Now I don't know what the fuck to do

The Stranger, which is a Seattle free weekly newspaper, has an article on queer movies and why, in the writer's (Annie Wagner) view, most of 'em kinda suck.

Excerpts:


there's an abundance of great gay literature, and great gay visual art, and great gay theater—so what accounts for the fact that, given a random gay romantic comedy and its random straight equivalent, the gay movie will inevitably be lazier, duller, and generally more excruciating than its straight counterpart?
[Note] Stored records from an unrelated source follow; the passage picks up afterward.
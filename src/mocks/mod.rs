//! Test doubles for the transport, generation, and dispatch seams.
//!
//! These are compiled into the crate (not behind `cfg(test)`) so the
//! integration tests under `tests/` can use them, mirroring how the rest of
//! the test suite is structured.

use std::collections::{HashMap, VecDeque};
use std::sync::{Arc, Mutex};

use async_trait::async_trait;
use bytes::Bytes;

use crate::error::{DispatchError, GenerationError};
use crate::gemini::TextGenerator;
use crate::smtp::protocol::Reply;
use crate::smtp::transport::SmtpStream;
use crate::smtp::{MailDispatch, OutgoingEmail, Receipt};
use crate::transport::{HttpRequest, HttpResponse, HttpTransport, TransportError};

/// Mock HTTP transport with enqueued responses and request capture.
#[derive(Default)]
pub struct MockHttpTransport {
    responses: Mutex<VecDeque<Result<HttpResponse, TransportError>>>,
    requests: Mutex<Vec<HttpRequest>>,
}

impl MockHttpTransport {
    /// New empty mock.
    pub fn new() -> Self {
        Self::default()
    }

    /// Enqueue a response for the next request.
    pub fn enqueue_response(&self, response: Result<HttpResponse, TransportError>) {
        self.responses.lock().unwrap().push_back(response);
    }

    /// Enqueue a JSON response with the given status.
    pub fn enqueue_json(&self, status: u16, body: &str) {
        let mut headers = HashMap::new();
        headers.insert("content-type".to_string(), "application/json".to_string());
        self.enqueue_response(Ok(HttpResponse {
            status,
            headers,
            body: Bytes::from(body.to_string()),
        }));
    }

    /// Enqueue a transport error.
    pub fn enqueue_error(&self, error: TransportError) {
        self.enqueue_response(Err(error));
    }

    /// All captured requests.
    pub fn requests(&self) -> Vec<HttpRequest> {
        self.requests.lock().unwrap().clone()
    }

    /// The most recent request, if any.
    pub fn last_request(&self) -> Option<HttpRequest> {
        self.requests.lock().unwrap().last().cloned()
    }
}

#[async_trait]
impl HttpTransport for MockHttpTransport {
    async fn send(&self, request: HttpRequest) -> Result<HttpResponse, TransportError> {
        self.requests.lock().unwrap().push(request);
        self.responses
            .lock()
            .unwrap()
            .pop_front()
            .unwrap_or_else(|| Err(TransportError::Request("no response enqueued".to_string())))
    }
}

/// Text generator that replays a queue of canned results and records prompts.
#[derive(Default)]
pub struct FixedGenerator {
    outputs: Mutex<VecDeque<Result<String, GenerationError>>>,
    prompts: Mutex<Vec<String>>,
}

impl FixedGenerator {
    /// New empty generator.
    pub fn new() -> Self {
        Self::default()
    }

    /// Generator that answers with the given strings, in order.
    pub fn with_outputs<I, S>(outputs: I) -> Self
    where
        I: IntoIterator<Item = S>,
        S: Into<String>,
    {
        let this = Self::new();
        for output in outputs {
            this.enqueue_ok(output);
        }
        this
    }

    /// Enqueue a successful output.
    pub fn enqueue_ok(&self, output: impl Into<String>) {
        self.outputs.lock().unwrap().push_back(Ok(output.into()));
    }

    /// Enqueue a failure.
    pub fn enqueue_err(&self, error: GenerationError) {
        self.outputs.lock().unwrap().push_back(Err(error));
    }

    /// Prompts received so far.
    pub fn prompts(&self) -> Vec<String> {
        self.prompts.lock().unwrap().clone()
    }
}

#[async_trait]
impl TextGenerator for FixedGenerator {
    async fn generate_text(&self, prompt: &str) -> Result<String, GenerationError> {
        self.prompts.lock().unwrap().push(prompt.to_string());
        match self.outputs.lock().unwrap().pop_front() {
            Some(result) => result.map(|s| s.trim().to_string()),
            None => Err(GenerationError::EmptyResponse),
        }
    }
}

/// Dispatcher that replays canned results and records the emails it saw.
#[derive(Default)]
pub struct MockDispatcher {
    results: Mutex<VecDeque<Result<Receipt, DispatchError>>>,
    sent: Mutex<Vec<OutgoingEmail>>,
}

impl MockDispatcher {
    /// New mock that accepts everything.
    pub fn new() -> Self {
        Self::default()
    }

    /// A mock wrapped in the `Arc<dyn MailDispatch>` the app expects.
    pub fn shared() -> (Arc<Self>, Arc<dyn MailDispatch>) {
        let mock = Arc::new(Self::new());
        let dispatch: Arc<dyn MailDispatch> = mock.clone();
        (mock, dispatch)
    }

    /// Enqueue a failure for the next dispatch.
    pub fn enqueue_err(&self, error: DispatchError) {
        self.results.lock().unwrap().push_back(Err(error));
    }

    /// Enqueue an explicit receipt.
    pub fn enqueue_ok(&self, receipt: Receipt) {
        self.results.lock().unwrap().push_back(Ok(receipt));
    }

    /// Emails handed to the dispatcher so far.
    pub fn sent(&self) -> Vec<OutgoingEmail> {
        self.sent.lock().unwrap().clone()
    }
}

#[async_trait]
impl MailDispatch for MockDispatcher {
    async fn dispatch(&self, email: &OutgoingEmail) -> Result<Receipt, DispatchError> {
        self.sent.lock().unwrap().push(email.clone());
        match self.results.lock().unwrap().pop_front() {
            Some(result) => result,
            // Default: accept, like a healthy server.
            None => Ok(Receipt {
                recipient: email.to.email.clone(),
                server_reply: "2.0.0 OK".to_string(),
            }),
        }
    }
}

/// Scripted SMTP stream for exercising the transaction logic.
#[derive(Default)]
pub struct ScriptedSmtpStream {
    replies: VecDeque<Reply>,
    /// Every line written (commands and AUTH continuations), in order.
    pub lines: Vec<String>,
    /// Raw payloads written via `write_raw`.
    pub payloads: Vec<Vec<u8>>,
    /// Whether `upgrade_tls` was called.
    pub tls_upgraded: bool,
    /// Whether `close` was called.
    pub closed: bool,
}

impl ScriptedSmtpStream {
    /// Stream that will answer with the given replies, in order.
    pub fn with_replies<I>(replies: I) -> Self
    where
        I: IntoIterator<Item = Reply>,
    {
        Self {
            replies: replies.into_iter().collect(),
            ..Self::default()
        }
    }
}

#[async_trait]
impl SmtpStream for ScriptedSmtpStream {
    async fn read_reply(&mut self) -> Result<Reply, DispatchError> {
        self.replies
            .pop_front()
            .ok_or_else(|| DispatchError::Protocol("script exhausted".to_string()))
    }

    async fn write_line(&mut self, line: &str) -> Result<(), DispatchError> {
        self.lines.push(line.to_string());
        Ok(())
    }

    async fn write_raw(&mut self, data: &[u8]) -> Result<(), DispatchError> {
        self.payloads.push(data.to_vec());
        Ok(())
    }

    async fn upgrade_tls(&mut self, _host: &str) -> Result<(), DispatchError> {
        self.tls_upgraded = true;
        Ok(())
    }

    fn is_tls(&self) -> bool {
        self.tls_upgraded
    }

    async fn close(&mut self) -> Result<(), DispatchError> {
        self.closed = true;
        Ok(())
    }
}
The answer is that gays, long starved for protagonists created in their own image, have unquestioningly gobbled up every last gay-themed movie. As Will of Will & Grace chirpily put it, "Let me tell you a little secret that we try to keep within the community: Gay movies suck. But until the laws change, we're still obligated to go see 'em." (Will has a lot of nerve to talk about sucky gay anything.) Whether it's about prissy preteens or wasting AIDS patients, wise old queens or shrill fag hags, obnoxious circuit boys or attractive trannies (or all possible combinations of the above, stuffed into one toneless cacophony), a gay movie will move tickets at the art-house box office. Not because it's good, but because it's good for "the community." And while gay-themed films have not sold tickets at a clip that would satisfy big studios—except for Brokeback Mountain—sales have been robust enough to maintain a entire pack of specialty distributors trafficking in hairless male chests (and, to a lesser extent, nuzzling pink-hawked girls).
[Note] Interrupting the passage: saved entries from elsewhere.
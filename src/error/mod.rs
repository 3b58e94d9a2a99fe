//! Error types for draftmail.
//!
//! Two user-facing error kinds exist: [`GenerationError`] for anything that
//! goes wrong while talking to the text-generation service, and
//! [`DispatchError`] for anything that goes wrong while handing the message
//! to the mail server. [`AppError`] unions them with configuration failures.

use thiserror::Error;

/// Result type alias for application operations.
pub type AppResult<T> = Result<T, AppError>;

/// Top-level application error.
#[derive(Error, Debug)]
pub enum AppError {
    /// Configuration problem (missing key, bad URL, bad flag value).
    #[error("configuration error: {0}")]
    Configuration(#[from] ConfigError),

    /// The text-generation service failed.
    #[error("generation error: {0}")]
    Generation(#[from] GenerationError),

    /// The mail transport failed.
    #[error("dispatch error: {0}")]
    Dispatch(#[from] DispatchError),
}

/// Configuration errors.
#[derive(Error, Debug, Clone, PartialEq, Eq)]
pub enum ConfigError {
    /// Base URL did not parse.
    #[error("invalid base URL: {0}")]
    InvalidBaseUrl(String),

    /// Some other invalid setting.
    #[error("invalid configuration: {0}")]
    Invalid(String),
}

/// Errors from the text-generation service.
#[derive(Error, Debug)]
pub enum GenerationError {
    /// The HTTP layer failed before a response was produced.
    #[error("transport failure: {0}")]
    Transport(#[from] crate::transport::TransportError),

    /// The API answered with a non-success status.
    #[error("API error (HTTP {status}): {message}")]
    Api {
        /// HTTP status code.
        status: u16,
        /// Error message extracted from the response body.
        message: String,
    },

    /// The response body could not be decoded.
    #[error("malformed response: {0}")]
    Deserialization(String),

    /// The response contained no usable candidate text.
    #[error("the model returned no text")]
    EmptyResponse,

    /// The prompt or response was blocked by the service.
    #[error("content blocked by the service: {reason}")]
    Blocked {
        /// Block reason reported by the service.
        reason: String,
    },
}

impl From<serde_json::Error> for GenerationError {
    fn from(err: serde_json::Error) -> Self {
        GenerationError::Deserialization(err.to_string())
    }
}

impl From<url::ParseError> for GenerationError {
    fn from(err: url::ParseError) -> Self {
        GenerationError::Deserialization(format!("invalid request URL: {err}"))
    }
}

/// Errors from the mail transport.
#[derive(Error, Debug)]
pub enum DispatchError {
    /// TCP connection could not be established.
    #[error("connection failed: {0}")]
    Connection(String),

    /// A network operation timed out.
    #[error("timed out: {0}")]
    Timeout(String),

    /// TLS negotiation failed.
    #[error("TLS failure: {0}")]
    Tls(String),

    /// The server spoke something we could not parse, or refused STARTTLS.
    #[error("protocol error: {0}")]
    Protocol(String),

    /// The server rejected our credentials.
    #[error("authentication failed ({code}): {message}")]
    Authentication {
        /// SMTP reply code.
        code: u16,
        /// Server message.
        message: String,
    },

    /// The server rejected the transaction (sender, recipient, or data).
    #[error("server rejected the message ({code}): {message}")]
    Rejected {
        /// SMTP reply code.
        code: u16,
        /// Server message.
        message: String,
    },
}

impl From<std::io::Error> for DispatchError {
    fn from(err: std::io::Error) -> Self {
        match err.kind() {
            std::io::ErrorKind::ConnectionRefused => {
                DispatchError::Connection(format!("connection refused: {err}"))
            }
            std::io::ErrorKind::TimedOut => DispatchError::Timeout(err.to_string()),
            std::io::ErrorKind::ConnectionReset => {
                DispatchError::Connection(format!("connection reset: {err}"))
            }
            _ => DispatchError::Connection(err.to_string()),
        }
    }
}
And when queer filmmakers take on a tried-and-true formula, like Todd Stephen's Another Gay Movie, a twist on the virginity-shedding graduation summer of Porky's or American Pie, things go horribly wrong. Like hamster wrong. The words "butt cherry" and "man-snatch" wrong.

Lesbian movies, meanwhile, are susceptible to grave sins of their own. Coming-of-age movies like the catastrophically stupid Better Than Chocolate manage to hit every cliché in the (Rita Mae Brown) book—hidden vibrators, body-paint art, rainbow-festooned bookstores—while careening unevenly between featherweight comedy and dire melodrama.

Actually, I like Better Than Chocolate, except for a couple of things, but I'm only a member of the "gay-adjacent" community. And I think her larger point may be well-taken.

I'd say if anyone wants to read a witty (if I do say so myself) script for a human comedy with a wonderful lesbian couple in, they could contact me. But then I'd still have the problem that I don't want to give up control of my characters.

So as I say, I don't know what to do.